Is the sum of integers a and b divisible by 7?
1. a is not divisible by 7
2. a-b is divisible by 7

a + b can be divisible by 7 in two scenarios
Either a and b are both multiples of 7, OR
both are non-multiples, such that when you sum the remainders from dividing each one by 7, they equal to 7.

statement 1) a is not divisible by 7. this doesn't tell us anything about b. insufficient.

statement 2) a - b is divisible by 7. We can conceptually think about this....either both are multiples or both are not. we can pick numbers and we quickly realize that just because a - b is divisible by 7, does NOT mean that a + b is also divisible by 7. Example: a = 17, b = 3 or a = 7, b = 7. Thus insufficient.

statement 1 + statement 2:
since a is not divisible by 7, then b must not be divisible by 7.
Now if we pick numbers, say a = 17, b = 3, a-b is divisible by 7 but a + b is not divisible by 7.

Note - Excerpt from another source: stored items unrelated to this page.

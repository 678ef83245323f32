use crate::api::employee::{EmployeeListResponse, EmployeeQuery};
use crate::api::leave_request::{
    LeaveFilter, LeaveListResponse, LeaveResponse, LeaveSummaryResponse, PendingLeaveListResponse,
    PendingLeaveResponse, RejectLeave, SummaryFilter,
};
use crate::model::employee::Employee;
use crate::model::leave_request::{CreateLeave, LeaveStatus, LeaveType};
use utoipa::OpenApi;

#[derive(OpenApi)]
#[openapi(
    info(
        title = "Leave Desk API",
        version = "1.0.0",
        description = r#"
## Leave Management Service

This API owns the leave request lifecycle for an HR admin console.

### Key Features
- **Leave Lifecycle**
  - Submit requests, approve/reject as a manager, cancel as the owner
- **Dashboards**
  - Employee self-service list with pending/approved/other tabs
  - Manager approval queue with employee names
- **Employee Directory**
  - Read-only listing, optionally scoped by tenant

### Response Format
- JSON-based RESTful responses, camelCase keys
- Dates exchanged as `YYYY-MM-DD` strings

---
Built with **Rust**, **Actix Web**, **SQLx**, and **Utoipa**.
"#,
    ),
    paths(
        crate::api::leave_request::leave_list,
        crate::api::leave_request::pending_leaves,
        crate::api::leave_request::leave_summary,
        crate::api::leave_request::get_leave,
        crate::api::leave_request::create_leave,
        crate::api::leave_request::approve_leave,
        crate::api::leave_request::reject_leave,
        crate::api::leave_request::cancel_leave,

        crate::api::employee::list_employees,
        crate::api::employee::get_employee
    ),
    components(
        schemas(
            LeaveType,
            LeaveStatus,
            CreateLeave,
            RejectLeave,
            LeaveFilter,
            SummaryFilter,
            LeaveResponse,
            LeaveListResponse,
            PendingLeaveResponse,
            PendingLeaveListResponse,
            LeaveSummaryResponse,
            Employee,
            EmployeeQuery,
            EmployeeListResponse
        )
    ),
    tags(
        (name = "Leave", description = "Leave lifecycle APIs"),
        (name = "Employee", description = "Employee directory APIs"),
    )
)]
pub struct ApiDoc;
use anyhow::Result;
use async_trait::async_trait;

use crate::model::employee::Employee;
use crate::model::leave_request::LeaveRequest;

pub mod memory;
pub mod mysql;

pub use memory::MemoryStore;
pub use mysql::MySqlStore;

/// Authoritative record store behind the lifecycle service. One writer per
/// id at a time; `transition` is the only conditional write.
#[async_trait]
pub trait LeaveStore: Send + Sync {
    async fn insert(&self, request: &LeaveRequest) -> Result<()>;

    async fn get(&self, id: &str) -> Result<Option<LeaveRequest>>;

    /// Persists an already-transitioned record, but only while the stored
    /// row is still pending. Returns `false` when another decision won the
    /// race, leaving the stored record untouched.
    async fn transition(&self, request: &LeaveRequest) -> Result<bool>;

    async fn list_by_employee(&self, employee_id: &str) -> Result<Vec<LeaveRequest>>;

    async fn list_pending(&self) -> Result<Vec<LeaveRequest>>;
}

#[async_trait]
pub trait EmployeeStore: Send + Sync {
    async fn list(&self, tenant_id: Option<&str>) -> Result<Vec<Employee>>;

    async fn get(&self, id: &str) -> Result<Option<Employee>>;
}
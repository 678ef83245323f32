use std::time::Duration;

use anyhow::Result;
use moka::future::Cache;
use once_cell::sync::Lazy;

use crate::store::EmployeeStore;

/// employee id -> display name, for decorating the manager approval queue
pub static EMPLOYEE_NAME_CACHE: Lazy<Cache<String, String>> = Lazy::new(|| {
    Cache::builder()
        .max_capacity(100_000)
        .time_to_live(Duration::from_secs(86400)) // 24h TTL
        .build()
});

/// Resolve a display name, falling back to the store on a cache miss. A
/// lookup failure degrades to `None` rather than failing the queue.
pub async fn display_name(store: &dyn EmployeeStore, employee_id: &str) -> Option<String> {
    if let Some(name) = EMPLOYEE_NAME_CACHE.get(employee_id).await {
        return Some(name);
    }

    match store.get(employee_id).await {
        Ok(Some(employee)) => {
            let name = employee.display_name();
            EMPLOYEE_NAME_CACHE
                .insert(employee_id.to_string(), name.clone())
                .await;
            Some(name)
        }
        Ok(None) => None,
        Err(err) => {
            tracing::warn!(error = %err, employee_id, "Employee lookup failed");
            None
        }
    }
}

/// Batch insert a chunk of names concurrently
async fn batch_remember(names: &[(String, String)]) {
    let futures: Vec<_> = names
        .iter()
        .map(|(id, name)| EMPLOYEE_NAME_CACHE.insert(id.clone(), name.clone()))
        .collect();

    futures::future::join_all(futures).await;
}

/// Load the employee directory into the in-memory cache (batched)
pub async fn warmup_employee_cache(store: &dyn EmployeeStore, batch_size: usize) -> Result<()> {
    let employees = store.list(None).await?;
    let total_count = employees.len();

    let names: Vec<(String, String)> = employees
        .into_iter()
        .map(|employee| {
            let name = employee.display_name();
            (employee.id, name)
        })
        .collect();

    for chunk in names.chunks(batch_size.max(1)) {
        batch_remember(chunk).await;
    }

    tracing::info!(
        "Employee name cache warmup complete: {} employees",
        total_count
    );

    Ok(())
}
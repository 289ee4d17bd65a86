use async_trait::async_trait;
use reqwest::Client;
use serde_json::{Value, json};

use crate::config::TelegramConfig;
use crate::notify::Transport;
use crate::utils::error::{MonitorError, Result};
use crate::utils::text::mask_sensitive;

/// Telegram caps message text at 4096 characters.
pub const MESSAGE_LIMIT: usize = 4096;

pub struct TelegramTransport {
    client: Client,
    api_base: String,
    bot_token: String,
}

impl TelegramTransport {
    pub fn new(config: &TelegramConfig) -> Result<Self> {
        let client = Client::builder()
            .timeout(std::time::Duration::from_secs(15))
            .build()?;
        Ok(TelegramTransport {
            client,
            api_base: config.api_base.trim_end_matches('/').to_string(),
            bot_token: config.bot_token.clone(),
        })
    }

    async fn send_chunk(
        &self,
        chat_id: &str,
        thread_id: Option<i64>,
        text: &str,
        silent: bool,
    ) -> Result<()> {
        let url = format!("{}/bot{}/sendMessage", self.api_base, self.bot_token);

        // Numeric ids go out as numbers, usernames as strings.
        let chat: Value = chat_id
            .parse::<i64>()
            .map(Value::from)
            .unwrap_or_else(|_| Value::from(chat_id));

        let mut payload = json!({
            "chat_id": chat,
            "text": text,
            "parse_mode": "Markdown",
            "disable_web_page_preview": true,
            "disable_notification": silent,
        });
        if let Some(thread) = thread_id {
            payload["message_thread_id"] = json!(thread);
        }

        let response = self.client.post(&url).json(&payload).send().await?;
        let body: Value = response.json().await?;

        if body.get("ok").and_then(Value::as_bool).unwrap_or(false) {
            tracing::info!(chat = %mask_sensitive(chat_id), "message delivered");
            Ok(())
        } else {
            let description = body
                .get("description")
                .and_then(Value::as_str)
                .unwrap_or("unknown Telegram error");
            Err(MonitorError::Transport(format!(
                "send to {} failed: {description}",
                mask_sensitive(chat_id)
            )))
        }
    }
}

#[async_trait]
impl Transport for TelegramTransport {
    async fn send(
        &self,
        chat_id: &str,
        thread_id: Option<i64>,
        text: &str,
        silent: bool,
    ) -> Result<()> {
        for chunk in split_message(text, MESSAGE_LIMIT) {
            self.send_chunk(chat_id, thread_id, &chunk, silent).await?;
        }
        Ok(())
    }
}

/// Split on line boundaries so a report never tears mid-row; a single line
/// longer than the limit is hard-split at character boundaries.
pub fn split_message(text: &str, limit: usize) -> Vec<String> {
    if text.chars().count() <= limit {
        return vec![text.to_string()];
    }

    let mut chunks = Vec::new();
    let mut current = String::new();

    for line in text.lines() {
        let mut pieces: Vec<String> = Vec::new();
        if line.chars().count() > limit {
            let mut piece = String::new();
            for c in line.chars() {
                if piece.chars().count() == limit {
                    pieces.push(std::mem::take(&mut piece));
                }
                piece.push(c);
            }
            if !piece.is_empty() {
                pieces.push(piece);
            }
        } else {
            pieces.push(line.to_string());
        }

        for piece in pieces {
            let needed = piece.chars().count() + if current.is_empty() { 0 } else { 1 };
            if current.chars().count() + needed > limit && !current.is_empty() {
                chunks.push(std::mem::take(&mut current));
            }
            if !current.is_empty() {
                current.push('\n');
            }
            current.push_str(&piece);
        }
    }

    if !current.is_empty() {
        chunks.push(current);
    }
    chunks
}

Also, statement above implies that the remainder from a/7 and the remainder from b/7 must have been equal...so that with a - b the remainders summed to zero.

How do I quickly check if there are ANY sets of numbers which will allow the difference and the sum to be divisible by 7.


OA is C



Hi,

It is tricky!!

(1) by plugging in Nos.:

(a,b) = (8,1), (-9,-2), (18,4) (5,-2)

a-b in all above cases is divisible by 7 but not a+b

(Not conclusive I admit)

(2) Algebra:

a= 7q+r (r is less than 7 and not divisible by it) ...from (1)

a-b = 7k from (2)

thus b= (7q+r)-7k

= 7(q-k)+r

so b works out to be not divisible by 7.


a+b = (7q+r) + (7z+r) ......say z = q-k

will 2r be divisible by 7, by any chance?

only if r is a multiple of 7, which it is not.

so a+b will not be divisible by 7.

Let me admit In exam I would have gone for approach (1) and my intuition.

Any better approach pls.?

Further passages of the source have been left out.